Imagem ilustrativa/internet

Todos os municípios do Vale do Caí, assim como os demais do Estado, estão na bandeira laranja, de risco médio, no sistema de distanciamento controlado do Governo do Estado. Mesmo com menos restrições, é importante as pessoas manterem e reforçarem as medidas de prevenção, já que continuam ocorrendo internações e óbitos de pacientes com coronavírus. Por isso o uso de máscara continua obrigatório, assim como manter o distanciamento, evitando aglomerações, além de medidas de higiene e limpeza.

Na semana passada São Sebastião do Caí registrou quatro novas mortes de pacientes com coronavírus. Isso serve de alerta. O 12º óbito no município aconteceu na sexta-feira, dia 30, de uma idosa de 85 anos que estava na UTI. Na segunda e terça-feira também tinham sido registradas mortes associadas a Covid-19, de pacientes com 60 e 76 anos. Segundo a Prefeitura, ainda estava em análise um caso de morte de paciente com 58 anos, que faleceu na última quarta-feira. O próximo boletim da Prefeitura do Caí deve sair nesta quarta-feira, dia 4. Mas o boletim da Secretaria Estadual de Saúde de ontem já confirmou este óbito, fazendo com que o Caí alcance 13 mortes de pacientes com coronavírus.

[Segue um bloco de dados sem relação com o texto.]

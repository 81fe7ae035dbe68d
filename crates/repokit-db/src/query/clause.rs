//! Pieces shared by the statement builders.

use rusqlite::{params_from_iter, types::Value, Connection};
use tracing::trace;

use crate::{
    connection::SharedConnection,
    error::Result,
    expr::{quote_ident, Col},
    traits::Expression,
};

type Render = Box<dyn Fn(&mut Vec<Value>) -> String>;

/// The predicates of a `WHERE` clause, in the order they were added.
///
/// Predicates are joined flat, left to right, so `a OR b AND c` follows SQL
/// precedence. Group with [`Expression::or`] when that is not what you want.
#[derive(Default)]
pub(crate) struct Filters {
    predicates: Vec<(&'static str, Render)>,
}

impl Filters {
    pub fn and<E: Expression + 'static>(&mut self, expr: E) {
        self.push("AND", expr);
    }

    pub fn or<E: Expression + 'static>(&mut self, expr: E) {
        self.push("OR", expr);
    }

    fn push<E: Expression + 'static>(&mut self, keyword: &'static str, expr: E) {
        self.predicates
            .push((keyword, Box::new(move |params: &mut Vec<Value>| expr.to_sql(params))));
    }

    pub fn len(&self) -> usize {
        self.predicates.len()
    }

    /// Folds the predicates added after the first `mark` into a single
    /// parenthesized predicate joined with `AND`.
    pub fn group_from(&mut self, mark: usize) {
        if mark == 0 || mark >= self.predicates.len() {
            return;
        }
        let grouped = self.predicates.split_off(mark);
        self.predicates.push((
            "AND",
            Box::new(move |params: &mut Vec<Value>| match grouped.as_slice() {
                [(_, single)] => single(params),
                many => format!("({})", join(many, params)),
            }),
        ));
    }

    /// Appends ` WHERE ...` to `sql`. Nothing is written without predicates.
    pub fn write(&self, sql: &mut String, params: &mut Vec<Value>) {
        if !self.predicates.is_empty() {
            sql.push_str(" WHERE ");
            sql.push_str(&join(&self.predicates, params));
        }
    }
}

fn join(predicates: &[(&'static str, Render)], params: &mut Vec<Value>) -> String {
    let mut sql = String::new();
    for (idx, (keyword, render)) in predicates.iter().enumerate() {
        if idx > 0 {
            sql.push(' ');
            sql.push_str(keyword);
            sql.push(' ');
        }
        sql.push_str(&render(params));
    }
    sql
}

/// Column/value pairs for `INSERT` and `UPDATE`.
#[derive(Default)]
pub(crate) struct Assignments {
    columns: Vec<String>,
    values: Vec<Value>,
}

impl Assignments {
    pub fn typed<T>(&mut self, col: Col<T>, value: Value) {
        self.columns.push(col.name().to_string());
        self.values.push(value);
    }

    pub fn runtime(&mut self, column: &str, value: Value) {
        self.columns.push(quote_ident(column));
        self.values.push(value);
    }

    pub fn is_empty(&self) -> bool {
        self.columns.is_empty()
    }

    pub fn columns(&self) -> &[String] {
        &self.columns
    }

    pub fn values(&self) -> &[Value] {
        &self.values
    }
}

/// Executes a write statement, handing the connection to `after` for follow-up
/// reads such as the last rowid.
pub(crate) fn execute<T>(
    db: &SharedConnection,
    kind: &str,
    sql: &str,
    params: &[Value],
    after: impl FnOnce(&Connection, usize) -> T,
) -> Result<T> {
    trace!(sql = %sql, params = params.len(), "{kind}");
    let conn = db.lock()?;
    let changed = conn.execute(sql, params_from_iter(params.iter()))?;
    Ok(after(&conn, changed))
}
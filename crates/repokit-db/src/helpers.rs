use rusqlite::types::Value;
use serde_json::Value as JsonValue;

/// Converts a JSON value into something SQLite can bind.
///
/// Booleans become `0`/`1`, arrays and objects are stored as JSON text.
pub fn json_to_value(value: &JsonValue) -> Value {
    match value {
        JsonValue::Null => Value::Null,
        JsonValue::Bool(flag) => Value::Integer(i64::from(*flag)),
        JsonValue::Number(n) => n
            .as_i64()
            .map(Value::Integer)
            .unwrap_or_else(|| Value::Real(n.as_f64().unwrap_or_default())),
        JsonValue::String(text) => Value::Text(text.clone()),
        nested => Value::Text(nested.to_string()),
    }
}
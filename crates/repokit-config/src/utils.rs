//! Path helpers for configuration values.

use std::{env, path::PathBuf};

use crate::error::{ConfigError, Result};

/// Path value that selects a private in-memory database.
pub const MEMORY_PATH: &str = ":memory:";

fn env_dir(var: &str, fallback: impl FnOnce() -> PathBuf) -> PathBuf {
    env::var_os(var)
        .filter(|value| !value.is_empty())
        .map(PathBuf::from)
        .unwrap_or_else(fallback)
}

pub fn home_dir() -> PathBuf {
    env_dir("HOME", || PathBuf::from("/"))
}

pub fn xdg_config_home() -> PathBuf {
    env_dir("XDG_CONFIG_HOME", || home_dir().join(".config"))
}

pub fn xdg_data_home() -> PathBuf {
    env_dir("XDG_DATA_HOME", || home_dir().join(".local/share"))
}

/// Expands a leading `~` plus `$VAR` and `${VAR}` in `path`, then anchors
/// relative results at the current directory.
///
/// `HOME` and the XDG base directories always expand, falling back to their
/// usual defaults. Any other variable must be set.
pub fn resolve_path(path: &str) -> Result<PathBuf> {
    let path = path.trim();
    if path.is_empty() {
        return Err(ConfigError::EmptyPath);
    }

    let expanded = PathBuf::from(expand(path)?);
    if expanded.is_absolute() {
        return Ok(expanded);
    }
    Ok(env::current_dir()?.join(expanded))
}

fn expand(input: &str) -> Result<String> {
    let (mut out, mut rest) = match input.strip_prefix('~') {
        Some(tail) => (home_dir().to_string_lossy().into_owned(), tail),
        None => (String::new(), input),
    };

    while let Some(dollar) = rest.find('$') {
        out.push_str(&rest[..dollar]);
        let after = &rest[dollar + 1..];

        let (name, tail) = if let Some(braced) = after.strip_prefix('{') {
            let close = braced
                .find('}')
                .ok_or_else(|| ConfigError::UnclosedVariable(format!("${{{braced}")))?;
            (&braced[..close], &braced[close + 1..])
        } else {
            let len = after
                .find(|c: char| !(c.is_alphanumeric() || c == '_'))
                .unwrap_or(after.len());
            after.split_at(len)
        };

        if name.is_empty() && !after.starts_with('{') {
            out.push('$');
        } else {
            out.push_str(&lookup(name, input)?);
        }
        rest = tail;
    }
    out.push_str(rest);
    Ok(out)
}

fn lookup(name: &str, input: &str) -> Result<String> {
    let dir = match name {
        "HOME" => home_dir(),
        "XDG_CONFIG_HOME" => xdg_config_home(),
        "XDG_DATA_HOME" => xdg_data_home(),
        _ => {
            return env::var(name).map_err(|_| ConfigError::MissingEnvVar {
                input: input.to_string(),
                var: name.to_string(),
            })
        }
    };
    Ok(dir.to_string_lossy().into_owned())
}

Após um mês sem registrar mortes de pacientes com coronavírus, na quarta-feira passada Montenegro teve seu 21º óbito, de um homem de 65 anos, que estava internado em Porto Alegre.

Somando as vinte cidades integrantes da Associação dos Municípios do Vale do Rio Caí (Amvarc), a região tem aproximadamente 4,6 mil casos confirmados de Covid-19, dos quais em torno de 4 mil estão curados e ocorreram 79 óbitos desde o início da pandemia. O Estado registrou ontem 712 novos infectados e 40 novos óbitos ocorridos entre 27 de outubro e 3 de novembro. O Rio Grande do Sul chegou a 250.064 casos confirmados, dos quais 234.604 (94%) estão recuperados e ocorreram 5.844 mortes. No Brasil o número de casos vem diminuindo, tendo o país registrado ontem mais 276 óbitos, chegando a 160.548 mortes associadas ao coronavírus e 5.567.126 infectados desde o início da pandemia.